ノジギク キク科 (11月)

 日本の海に近い山野に自生している菊の中にノジギクがあります。ノジギクは日本しかない固有の種で、1924年牧野富太郎博士が発見されました。兵庫県の大塩・的形地域を調査された牧野先生は『日本一の大群落』のあるところと報告されました。1954年には兵庫県の「県花」に指定されました。

 以後50年たった今、ノジギクはどうなっているのでしょうか。県民の関心はどうなのでしょうか。私はノジギクを過去の幻の花にしてはいけないと願っています。
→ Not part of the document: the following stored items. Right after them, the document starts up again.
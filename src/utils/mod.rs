use std::cmp::Ordering;

/// Validate an IPv4 address (e.g., "192.168.1.1").
/// Returns true if the string is a valid dotted-decimal IPv4 address.
pub fn is_valid_ipv4(ip: &str) -> bool {
    let parts: Vec<&str> = ip.split('.').collect();
    if parts.len() != 4 {
        return false;
    }
    parts
        .iter()
        .all(|p| !p.is_empty() && p.len() <= 3 && p.chars().all(|c| c.is_ascii_digit()) && p.parse::<u8>().is_ok())
}

/// Validate "address" or "address/prefix" with prefix 0-32
pub fn is_valid_ipv4_cidr(value: &str) -> bool {
    match value.split_once('/') {
        Some((addr, prefix)) => {
            is_valid_ipv4(addr)
                && !prefix.is_empty()
                && prefix.chars().all(|c| c.is_ascii_digit())
                && prefix.parse::<u8>().map(|p| p <= 32).unwrap_or(false)
        }
        None => is_valid_ipv4(value),
    }
}

/// Compare names the way an operator expects: digit runs compare
/// numerically, so "eth2" sorts before "eth10".
pub fn natural_cmp(a: &str, b: &str) -> Ordering {
    let mut left = Chunks::new(a);
    let mut right = Chunks::new(b);

    loop {
        match (left.next(), right.next()) {
            (None, None) => break,
            (None, Some(_)) => return Ordering::Less,
            (Some(_), None) => return Ordering::Greater,
            (Some(l), Some(r)) => {
                let ord = compare_chunk(l, r);
                if ord != Ordering::Equal {
                    return ord;
                }
            }
        }
    }

    // Equal under natural rules ("eth01" vs "eth1"): keep the order total
    a.cmp(b)
}

/// Sort a slice in place by a name key using `natural_cmp`
pub fn natural_sort_by_key<T, F>(items: &mut [T], key: F)
where
    F: Fn(&T) -> &str,
{
    items.sort_by(|a, b| natural_cmp(key(a), key(b)));
}

fn compare_chunk(l: &str, r: &str) -> Ordering {
    let l_digits = l.starts_with(|c: char| c.is_ascii_digit());
    let r_digits = r.starts_with(|c: char| c.is_ascii_digit());

    match (l_digits, r_digits) {
        (true, true) => {
            // Compare without parsing so arbitrarily long runs never overflow
            let l_trim = l.trim_start_matches('0');
            let r_trim = r.trim_start_matches('0');
            l_trim
                .len()
                .cmp(&r_trim.len())
                .then_with(|| l_trim.cmp(r_trim))
        }
        // digits sort before letters
        (true, false) => Ordering::Less,
        (false, true) => Ordering::Greater,
        (false, false) => l.to_lowercase().cmp(&r.to_lowercase()),
    }
}

/// Splits a string into alternating digit / non-digit runs
struct Chunks<'a> {
    rest: &'a str,
}

impl<'a> Chunks<'a> {
    fn new(s: &'a str) -> Self {
        Self { rest: s }
    }
}

impl<'a> Iterator for Chunks<'a> {
    type Item = &'a str;

    fn next(&mut self) -> Option<&'a str> {
        let first = self.rest.chars().next()?;
        let digits = first.is_ascii_digit();
        let end = self
            .rest
            .char_indices()
            .find(|(_, c)| c.is_ascii_digit() != digits)
            .map(|(i, _)| i)
            .unwrap_or(self.rest.len());
        let (chunk, rest) = self.rest.split_at(end);
        self.rest = rest;
        Some(chunk)
    }
}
 公園や学校に植えても、世話が欠けると株が移動したまま栽培菊に近いものになって草むらに姿を消してしまいます。


(1)私がノジギクを調べていた約20年前

 ●各地に群生していました。


[上2枚:姫路市大塩、ノジギク、1981.11.8.]

[ノジギク、1980.11.3.]
 ●花の色は主に白色......

[上2枚:姫路市大塩、ノジギク、1980.11.9.]

 ●黄色いものもありました。

[姫路市大塩、キノジギク、1981.11.8.]


[姫路市大塩、キノジギク、1978.11.5.]

[姫路市大塩、キノジギク、1978.11.5.]


 ●ピンクのものもありました。

[右2枚:姫路市大塩、ノジギク、1980.11.9.]
[下:姫路市大塩、ノジギク、1978.11.5.]


 ●花にくる虫 晴れた日は多くの虫が集まりました。
[ノジギクと虫、1981.11.8.]

(2) 2001年の調査で...

 ●野生で咲くが場所は減ります。

[姫路市的形、2001.11.5.]

 風格のある花です。自然の中で見る花です。